The Orbit Parameter Message (OPM) is a standardized ASCII text format for exchanging spacecraft orbital state information at a single epoch. Unlike OEM which contains time-series ephemeris data, OPM represents a snapshot of spacecraft state and can include optional physical parameters and one or more maneuver definitions.
Key Components
An OPM file contains several distinct sections:
- Header: File-level metadata including format version, creation date, and originator
- Metadata: Orbital context such as object identification, reference frame, and time system
- State Vector: Spacecraft position and velocity at a specific epoch (Cartesian coordinates)
- Keplerian Elements (Optional): Supplementary orbital element representation (semi-major axis, eccentricity, inclination, etc.) that accompanies the state vector
- Spacecraft Parameters (Optional): Physical properties for orbit propagation (mass, drag coefficient, solar radiation pressure)
- Maneuver Parameters (Optional): One or more maneuvers (impulsive or finite), each with delta-V components
State Representation
Every OPM carries a mandatory Cartesian state vector. Osculating Keplerian elements may be added as an optional supplementary block describing the same state — they do not replace the state vector.

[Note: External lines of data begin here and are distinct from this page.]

#![deny(missing_docs)]
#![doc = "Beam model calibration table and paraxial drift optics."]

pub mod optics;
pub mod table;

pub use optics::{drift, fwhm_from_sigma};
pub use table::{BeamModelTable, CalibrationRow};
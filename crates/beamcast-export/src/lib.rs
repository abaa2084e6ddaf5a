#![deny(missing_docs)]
#![doc = "Per-spot source resolution and per-field export of simulation source descriptions."]

pub mod field;
pub mod resolve;
pub mod topas;

pub use field::{export_field, export_plan, FieldExport};
pub use resolve::{resolve_spot, ResolvedSource};
pub use topas::{field_source_text, scaling_factor, EnergyMode, TopasOptions};
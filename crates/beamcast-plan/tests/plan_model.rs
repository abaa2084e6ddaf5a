use beamcast_core::BeamcastError;
use beamcast_plan::{load_plan, plan_from_json, plan_to_json, save_plan, Field, Plan, Spot};

fn spot(energy: f64, x: f64, y: f64, mu: f64) -> Spot {
    Spot {
        energy_nominal: energy,
        x,
        y,
        mu,
    }
}

fn demo_plan() -> Plan {
    Plan {
        label: "demo".into(),
        patient_id: "anon-001".into(),
        scaling: 1.0,
        fields: vec![
            Field {
                number: 1,
                gantry_angle: 90.0,
                couch_angle: 0.0,
                sad: Some((1850.0, 2250.0)),
                spots: vec![
                    spot(110.0, -12.0, 4.0, 0.8),
                    spot(110.0, -8.0, 4.0, 1.1),
                    spot(150.0, 0.0, -6.0, 0.4),
                ],
            },
            Field {
                number: 2,
                gantry_angle: 270.0,
                couch_angle: 0.0,
                sad: None,
                spots: vec![spot(90.0, 3.0, 3.0, 2.0)],
            },
        ],
    }
}

#[test]
fn statistics_sum_over_fields() {
    let plan = demo_plan();
    assert_eq!(plan.n_fields(), 2);
    assert_eq!(plan.n_spots(), 4);
    assert!((plan.total_mu() - 4.3).abs() < 1e-12);
    assert!((plan.fields[0].total_mu() - 2.3).abs() < 1e-12);
}

#[test]
fn energy_and_lateral_extents() {
    let plan = demo_plan();
    let field = &plan.fields[0];
    assert_eq!(field.energy_min(), Some(110.0));
    assert_eq!(field.energy_max(), Some(150.0));
    assert_eq!(field.lateral_extent(), Some((-12.0, 0.0, -6.0, 4.0)));
}

#[test]
fn contiguous_equal_energy_spots_form_layers() {
    let plan = demo_plan();
    let layers = plan.fields[0].energy_layers();
    assert_eq!(layers.len(), 2);
    assert_eq!(layers[0].number, 1);
    assert_eq!(layers[0].energy_nominal, 110.0);
    assert_eq!(layers[0].n_spots, 2);
    assert!((layers[0].mu - 1.9).abs() < 1e-12);
    assert_eq!(layers[1].energy_nominal, 150.0);
    assert_eq!(layers[1].n_spots, 1);
}

#[test]
fn empty_field_has_no_extents() {
    let field = Field {
        number: 1,
        gantry_angle: 0.0,
        couch_angle: 0.0,
        sad: None,
        spots: Vec::new(),
    };
    assert_eq!(field.energy_min(), None);
    assert_eq!(field.lateral_extent(), None);
    assert!(field.energy_layers().is_empty());
}

#[test]
fn display_renders_the_overview_table() {
    let plan = demo_plan();
    let rendered = plan.to_string();
    assert!(rendered.contains("Plan label             : demo"));
    assert!(rendered.contains("Number of Fields       :  2"));
    assert!(rendered.contains("Energy layers          :          2"));
    assert!(rendered.contains("Lowest energy          :   110.0000 MeV"));
}

#[test]
fn json_roundtrip_is_identity() {
    let plan = demo_plan();
    let json = plan_to_json(&plan).unwrap();
    let restored = plan_from_json(&json).unwrap();
    assert_eq!(plan, restored);
}

#[test]
fn missing_scaling_defaults_to_one() {
    let json = r#"{"label":"p","fields":[{"number":1,"spots":[]}]}"#;
    let plan = plan_from_json(json).unwrap();
    assert_eq!(plan.scaling, 1.0);
    assert_eq!(plan.fields[0].gantry_angle, 0.0);
    assert_eq!(plan.fields[0].sad, None);
}

#[test]
fn malformed_json_reports_serde_error() {
    let err = plan_from_json("{not json").unwrap_err();
    assert!(matches!(err, BeamcastError::Serde(info) if info.code == "json-deserialize"));
}

#[test]
fn file_roundtrip_via_tempdir() {
    let dir = tempfile::tempdir().unwrap();
    let path = dir.path().join("plan.json");
    let plan = demo_plan();
    save_plan(&plan, &path).unwrap();
    let restored = load_plan(&path).unwrap();
    assert_eq!(plan, restored);
}

#[test]
fn missing_plan_file_reports_the_path() {
    let err = load_plan(std::path::Path::new("no/such/plan.json")).unwrap_err();
    assert!(matches!(err, BeamcastError::Serde(info)
        if info.code == "plan-read" && info.context["path"].contains("plan.json")));
}
use std::error::Error;
use std::path::PathBuf;

use beamcast_plan::load_plan;
use clap::Args;
use serde_json::json;

#[derive(Args, Debug)]
pub struct InspectArgs {
    /// Plan JSON produced by the plan importer.
    #[arg(long)]
    pub plan: PathBuf,
    /// Emit a machine readable summary instead of the overview table.
    #[arg(long)]
    pub json: bool,
}

pub fn run(args: &InspectArgs) -> Result<(), Box<dyn Error>> {
    let plan = load_plan(&args.plan)?;
    if args.json {
        let fields: Vec<_> = plan
            .fields
            .iter()
            .map(|field| {
                json!({
                    "number": field.number,
                    "n_spots": field.n_spots(),
                    "n_layers": field.energy_layers().len(),
                    "total_mu": field.total_mu(),
                    "energy_min_mev": field.energy_min(),
                    "energy_max_mev": field.energy_max(),
                })
            })
            .collect();
        let summary = json!({
            "label": plan.label,
            "patient_id": plan.patient_id,
            "n_fields": plan.n_fields(),
            "n_spots": plan.n_spots(),
            "total_mu": plan.total_mu(),
            "fields": fields,
        });
        println!("{}", serde_json::to_string_pretty(&summary)?);
    } else {
        print!("{plan}");
    }
    Ok(())
}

Cartesian State Vector (Mandatory)
Position and velocity at the epoch, in the reference frame given by REF_FRAME:
| Element | Description | Unit |
|---|
| X, Y, Z | Position components | km |
| X_DOT, Y_DOT, Z_DOT | Velocity components | km/s |
Osculating Keplerian Elements (Optional)
A supplementary block. If included, all of its elements must be present — including GM:
| Element | Description | Unit |
|---|
| SEMI_MAJOR_AXIS | Size of the orbit | km |
| ECCENTRICITY | Shape of the orbit (0 = circular, < 1 = elliptical) | — |
| INCLINATION | Angle between the orbital plane and the reference plane | deg |
| RA_OF_ASC_NODE | Right ascension of ascending node | deg |
| ARG_OF_PERICENTER | Argument of pericenter | deg |
| TRUE_ANOMALY or MEAN_ANOMALY | Position along the orbit | deg |
| GM | Gravitational coefficient (G × central mass) | km³/s² |
Spacecraft Physical Parameters
OPM can include physical properties required for accurate orbit propagation:
- MASS: Spacecraft mass (kg)
- SOLAR_RAD_AREA: Cross-sectional area for solar radiation pressure (m²)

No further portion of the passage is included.